A. SAFETY SYSTEM RESPONSES THAT OCCURRED

None

B. DURATION OF SAFETY SYSTEM TRAIN INOPERABILITY

None

C. SAFETY CONSEQUENCES AND IMPLICATIONS

This event is significant because of the potential to have overexposed the plant operating staff to radioactive contamination if a design basis LOCA occurred while this valve was out of position. Local radiation rates in the safety injection pump rooms would have been significantly higher due to the untreated reactor coolant being pumped to the open floor sump. This would have limited access to the area by personnel following such an event. If this valve were to be open during a postulated LOCA, the resulting release from the safety injection system would cause the GDC 19 control room operator dose limits and the 10CFR100 offsite dose limits to be exceeded.

The partially open isolation valve would have prevented the control room emergency filtration and cleanup system from fulfilling its safety function to control the release of radioactive material within the radiological control room dose limits in accordance with General Design Criterion (GDC) 19. This event represents a safety system functional failure.

The estimated leakage from the safety injection system would not have significantly degraded the B train high head safety injection Probabilistic Risk Analysis (PRA) function to provide injection flow to the core given a LOCA event. Also, the water inventory loss for a postulated LOCA event would not have significantly degraded the safety injection re-circulation core cooling PRA function, assuming a 24-hour mission time. The reported safety injection leakage to the fuel handling building sump would provide a containment bypass radioactive release path during the re-circulation phase of a LOCA event, but the amount would not be categorized as a Large Early Release. Based on the aforementioned statements, the impact to core damage frequency (CDF) and large early release frequency (LERF) is considered very small.

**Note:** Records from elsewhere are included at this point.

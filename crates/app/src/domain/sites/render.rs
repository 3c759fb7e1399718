//! HTML rendering for a company's public org chart.
//!
//! The page carries the forest as JSON and a small script that lays it out in
//! the browser; nothing time- or run-dependent is embedded, so rendering the
//! same input twice yields identical bytes.

use maud::{DOCTYPE, Markup, PreEscaped, html};
use serde::Serialize;

use crate::domain::{
    companies::{records::CompanyRecord, theme::Theme},
    sites::hierarchy::OrgNode,
};

/// Background used by a solid theme without a colour.
pub const DEFAULT_BACKGROUND: &str = "#f8fafc";

const BASE_CSS: &str = r#"
*{box-sizing:border-box}
body{margin:0;min-height:100vh;font-family:system-ui,-apple-system,"Segoe UI",sans-serif;color:#0f172a}
.company{display:flex;flex-direction:column;align-items:center;gap:.5rem;padding:2rem 1rem 1rem;text-align:center}
.company-logo{max-height:96px;max-width:240px;object-fit:contain}
.company h1{margin:0;font-size:1.75rem}
.company-description{margin:0;max-width:48rem;opacity:.8}
#chart{overflow-x:auto;padding:1rem 2rem 3rem}
#chart ul{display:flex;justify-content:center;gap:1rem;list-style:none;margin:0;padding:1.5rem 0 0;position:relative}
#chart li{display:flex;flex-direction:column;align-items:center;position:relative}
#chart li ul:before{content:"";position:absolute;top:0;left:50%;height:1.5rem;border-left:2px solid #94a3b8}
.card{display:flex;flex-direction:column;align-items:center;gap:.15rem;min-width:10rem;max-width:14rem;padding:.75rem;border-radius:.75rem;background:rgba(255,255,255,.92);box-shadow:0 4px 12px rgba(15,23,42,.12)}
.card img{width:64px;height:64px;border-radius:50%;object-fit:cover;margin-bottom:.25rem}
.card .name{font-weight:600}
.card .title{font-size:.9rem;color:#334155}
.card .department,.card .email,.card .phone{font-size:.8rem;color:#64748b;word-break:break-all}
.empty{text-align:center;opacity:.7}
"#;

const CHART_SCRIPT: &str = r#"
(function () {
  var nodes = JSON.parse(document.getElementById("org-data").textContent);
  var chart = document.getElementById("chart");
  if (!nodes.length) { return; }
  var known = {};
  nodes.forEach(function (node) { known[node.id] = true; });
  var reports = {};
  var roots = [];
  nodes.forEach(function (node) {
    if (node.pid && known[node.pid]) {
      (reports[node.pid] = reports[node.pid] || []).push(node);
    } else {
      roots.push(node);
    }
  });
  function item(node) {
    var li = document.createElement("li");
    var card = document.createElement("div");
    card.className = "card";
    if (node.img) {
      var img = document.createElement("img");
      img.src = node.img;
      img.alt = node.name;
      card.appendChild(img);
    }
    [["name", node.name], ["title", node.title], ["department", node.department],
     ["email", node.email], ["phone", node.phone]].forEach(function (field) {
      if (!field[1]) { return; }
      var span = document.createElement("span");
      span.className = field[0];
      span.textContent = field[1];
      card.appendChild(span);
    });
    li.appendChild(card);
    if (reports[node.id]) { li.appendChild(list(reports[node.id])); }
    return li;
  }
  function list(items) {
    var ul = document.createElement("ul");
    items.forEach(function (node) { ul.appendChild(item(node)); });
    return ul;
  }
  chart.appendChild(list(roots));
})();
"#;

/// One collaborator as shipped to the page script.
#[derive(Debug, Clone, PartialEq, Eq, Serialize)]
pub struct ChartNode<'a> {
    pub id: String,

    /// Manager id, set only when the manager is part of the forest.
    pub pid: Option<String>,

    pub name: &'a str,
    pub title: &'a str,
    pub email: Option<&'a str>,
    pub department: Option<&'a str>,
    pub phone: Option<&'a str>,

    /// Site-relative photo URL.
    pub img: Option<String>,
}

/// CSS background declaration for a theme.
#[must_use]
pub fn theme_style(theme: &Theme) -> String {
    match theme {
        Theme::Solid { color } => format!(
            "background-color: {};",
            color.as_deref().unwrap_or(DEFAULT_BACKGROUND)
        ),
        Theme::Gradient { spec } => format!("background: linear-gradient({spec});"),
        Theme::Image { url } => format!("background: url('{url}') center/cover no-repeat;"),
    }
}

/// Flatten the forest depth-first into page nodes.
#[must_use]
pub fn chart_nodes(forest: &[OrgNode]) -> Vec<ChartNode<'_>> {
    let mut nodes = Vec::with_capacity(forest.iter().map(OrgNode::size).sum());

    for root in forest {
        root.walk(None, &mut |collaborator, parent| {
            nodes.push(ChartNode {
                id: collaborator.uuid.to_string(),
                pid: parent.map(|parent| parent.to_string()),
                name: &collaborator.name,
                title: &collaborator.role,
                email: collaborator.email.as_deref(),
                department: collaborator.department.as_deref(),
                phone: collaborator.phone.as_deref(),
                img: collaborator
                    .photo_path
                    .as_deref()
                    .map(|path| path.to_string_lossy().replace('\\', "/")),
            });
        });
    }

    nodes
}

/// Render the complete `index.html` document.
///
/// # Errors
///
/// Returns an error if the chart data cannot be serialized.
pub fn render_page(
    company: &CompanyRecord,
    logo: Option<&str>,
    forest: &[OrgNode],
) -> Result<String, serde_json::Error> {
    let data = serde_json::to_string(&chart_nodes(forest))?;

    Ok(page(company, logo, forest.is_empty(), &data).into_string())
}

fn page(company: &CompanyRecord, logo: Option<&str>, empty: bool, data: &str) -> Markup {
    let theme = format!("body{{{}}}", theme_style(&company.theme));

    html! {
        (DOCTYPE)
        html lang="en" {
            head {
                meta charset="utf-8";
                meta name="viewport" content="width=device-width, initial-scale=1";
                title { (company.name) " · Org chart" }
                style { (PreEscaped(BASE_CSS)) (PreEscaped(escape_style(&theme))) }
            }
            body {
                header.company {
                    @if let Some(logo) = logo {
                        img.company-logo src=(logo) alt=(format!("{} logo", company.name));
                    }
                    h1 { (company.name) }
                    @if let Some(description) = &company.description {
                        p.company-description { (description) }
                    }
                }
                main id="chart" {
                    @if empty {
                        p.empty { "No collaborators registered yet." }
                    }
                }
                script id="org-data" type="application/json" { (PreEscaped(escape_script(data))) }
                script { (PreEscaped(CHART_SCRIPT)) }
            }
        }
    }
}

/// JSON is emitted inside `<script>`; `<` only occurs within string literals
/// there, where `\u003c` is an equivalent escape.
fn escape_script(json: &str) -> String {
    json.replace('<', "\\u003c")
}

/// Theme values are free text; keep them from closing the `<style>` element.
fn escape_style(css: &str) -> String {
    css.replace('<', "\\3c ")
}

There was no radiological release from this event.

IV.CCAUSE OF THE EVENT The cause of the Train B high head safety injection pump flushing line isolation valve being out of position is indeterminate.

The most likely cause of this valve being out of position is someone using the valve handle as an aid in exiting the ladder located next to it. This ladder goes down approximately 7 feet to the sump level below. The ladder is seldom used.

V.CCORRECTIVE ACTIONS A. The valve handles from this flushing line isolation valve and the two valves adjacent to it will be removed in both units. This action is expected to prevent recurrence of accidental misalignment of any of these valves.

B. Site-wide communication and lessons learned will be implemented for personnel to exercise caution around plant equipment to avoid accidental manipulations.

VI.CPREVIOUS SIMILAR EVENTS Within the last three years, there have been no other events at the South Texas Project of valves out of position that would have resulted in exceeding offsite or onsite radiological dose limits during a design-basis accident.